[Excerpts from a dataset]
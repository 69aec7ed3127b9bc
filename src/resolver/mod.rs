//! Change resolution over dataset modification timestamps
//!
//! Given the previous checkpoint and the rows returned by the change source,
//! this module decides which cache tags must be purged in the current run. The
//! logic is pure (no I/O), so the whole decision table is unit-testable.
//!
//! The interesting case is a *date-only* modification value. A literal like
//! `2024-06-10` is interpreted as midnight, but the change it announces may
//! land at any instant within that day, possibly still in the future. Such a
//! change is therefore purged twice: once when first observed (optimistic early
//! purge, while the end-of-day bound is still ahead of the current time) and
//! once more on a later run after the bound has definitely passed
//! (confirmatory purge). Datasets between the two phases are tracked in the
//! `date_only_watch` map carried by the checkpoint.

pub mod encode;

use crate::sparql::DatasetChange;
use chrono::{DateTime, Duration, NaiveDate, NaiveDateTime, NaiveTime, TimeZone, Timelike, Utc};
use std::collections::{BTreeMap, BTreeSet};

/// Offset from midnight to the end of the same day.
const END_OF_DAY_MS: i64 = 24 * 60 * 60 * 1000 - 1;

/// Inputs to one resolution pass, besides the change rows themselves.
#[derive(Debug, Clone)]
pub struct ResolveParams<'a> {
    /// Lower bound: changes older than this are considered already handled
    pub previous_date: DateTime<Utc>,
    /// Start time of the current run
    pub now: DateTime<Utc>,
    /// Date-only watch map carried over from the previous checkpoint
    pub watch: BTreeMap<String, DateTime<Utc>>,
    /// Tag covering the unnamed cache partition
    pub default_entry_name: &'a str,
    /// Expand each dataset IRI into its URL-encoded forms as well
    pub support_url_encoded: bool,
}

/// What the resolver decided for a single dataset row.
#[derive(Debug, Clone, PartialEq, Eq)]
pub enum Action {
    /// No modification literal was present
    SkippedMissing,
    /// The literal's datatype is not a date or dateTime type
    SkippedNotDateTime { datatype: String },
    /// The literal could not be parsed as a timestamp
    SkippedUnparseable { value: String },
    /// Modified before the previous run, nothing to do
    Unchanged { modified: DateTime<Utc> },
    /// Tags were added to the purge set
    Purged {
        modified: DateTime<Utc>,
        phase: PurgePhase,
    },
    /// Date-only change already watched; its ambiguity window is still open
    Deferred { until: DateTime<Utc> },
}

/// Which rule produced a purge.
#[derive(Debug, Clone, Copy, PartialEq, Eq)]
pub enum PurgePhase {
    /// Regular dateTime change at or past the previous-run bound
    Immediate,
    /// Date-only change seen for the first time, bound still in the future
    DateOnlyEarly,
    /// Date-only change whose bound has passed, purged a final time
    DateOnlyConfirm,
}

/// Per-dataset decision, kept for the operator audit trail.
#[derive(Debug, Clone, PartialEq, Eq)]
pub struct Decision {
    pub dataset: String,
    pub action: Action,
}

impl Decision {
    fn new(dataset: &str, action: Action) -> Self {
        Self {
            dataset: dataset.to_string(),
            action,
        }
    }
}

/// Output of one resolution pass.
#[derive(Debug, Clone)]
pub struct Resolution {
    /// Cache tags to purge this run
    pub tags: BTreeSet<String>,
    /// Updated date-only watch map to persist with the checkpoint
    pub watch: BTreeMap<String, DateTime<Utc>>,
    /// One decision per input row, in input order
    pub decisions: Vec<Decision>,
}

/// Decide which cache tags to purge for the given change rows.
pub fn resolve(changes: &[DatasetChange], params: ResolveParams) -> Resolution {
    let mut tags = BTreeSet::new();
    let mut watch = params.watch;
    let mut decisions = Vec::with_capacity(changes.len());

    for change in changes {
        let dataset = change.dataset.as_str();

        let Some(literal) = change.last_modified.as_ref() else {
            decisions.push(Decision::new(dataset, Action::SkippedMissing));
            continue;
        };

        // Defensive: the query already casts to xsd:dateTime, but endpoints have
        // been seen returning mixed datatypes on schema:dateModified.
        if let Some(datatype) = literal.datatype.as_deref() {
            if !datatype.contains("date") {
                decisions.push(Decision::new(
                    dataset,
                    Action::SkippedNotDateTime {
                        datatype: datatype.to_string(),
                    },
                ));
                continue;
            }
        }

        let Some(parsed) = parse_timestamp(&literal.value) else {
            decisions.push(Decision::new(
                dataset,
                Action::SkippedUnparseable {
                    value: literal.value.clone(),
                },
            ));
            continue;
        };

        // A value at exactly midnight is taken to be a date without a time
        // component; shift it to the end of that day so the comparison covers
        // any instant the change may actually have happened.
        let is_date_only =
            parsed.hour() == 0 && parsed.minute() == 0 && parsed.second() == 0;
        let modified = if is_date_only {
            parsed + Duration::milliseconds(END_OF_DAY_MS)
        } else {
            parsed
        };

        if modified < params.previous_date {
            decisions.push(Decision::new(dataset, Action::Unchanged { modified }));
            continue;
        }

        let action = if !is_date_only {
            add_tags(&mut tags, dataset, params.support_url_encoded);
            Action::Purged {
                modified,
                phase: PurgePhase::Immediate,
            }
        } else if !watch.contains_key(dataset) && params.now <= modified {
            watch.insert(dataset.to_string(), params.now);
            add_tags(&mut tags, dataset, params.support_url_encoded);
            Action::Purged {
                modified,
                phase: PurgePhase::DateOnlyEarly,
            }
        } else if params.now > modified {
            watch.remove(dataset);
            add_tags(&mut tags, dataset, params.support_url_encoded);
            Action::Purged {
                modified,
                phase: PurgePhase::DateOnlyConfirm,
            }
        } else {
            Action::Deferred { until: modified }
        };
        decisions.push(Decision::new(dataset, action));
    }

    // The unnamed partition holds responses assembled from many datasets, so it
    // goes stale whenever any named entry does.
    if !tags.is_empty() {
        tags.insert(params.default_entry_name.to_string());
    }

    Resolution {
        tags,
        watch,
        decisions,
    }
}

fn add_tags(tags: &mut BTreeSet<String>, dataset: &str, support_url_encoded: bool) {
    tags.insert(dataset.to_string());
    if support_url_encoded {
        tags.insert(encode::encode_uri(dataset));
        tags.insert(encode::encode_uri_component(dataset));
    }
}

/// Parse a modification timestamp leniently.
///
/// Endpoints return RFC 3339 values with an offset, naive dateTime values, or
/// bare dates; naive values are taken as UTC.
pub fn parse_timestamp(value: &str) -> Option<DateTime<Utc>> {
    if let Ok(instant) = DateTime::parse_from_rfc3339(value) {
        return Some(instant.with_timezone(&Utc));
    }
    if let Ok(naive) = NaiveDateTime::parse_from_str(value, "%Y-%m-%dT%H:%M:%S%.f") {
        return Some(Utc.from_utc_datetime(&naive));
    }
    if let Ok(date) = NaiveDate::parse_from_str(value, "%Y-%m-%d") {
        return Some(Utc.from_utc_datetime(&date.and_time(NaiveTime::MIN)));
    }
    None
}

### BRIEF:
Your answer should be each line from the entries that includes the string "Duration".

### SOLUTION BELOW:
use chrono::{DateTime, Duration, NaiveDate, NaiveDateTime, NaiveTime, TimeZone, Timelike, Utc};
            parsed + Duration::milliseconds(END_OF_DAY_MS)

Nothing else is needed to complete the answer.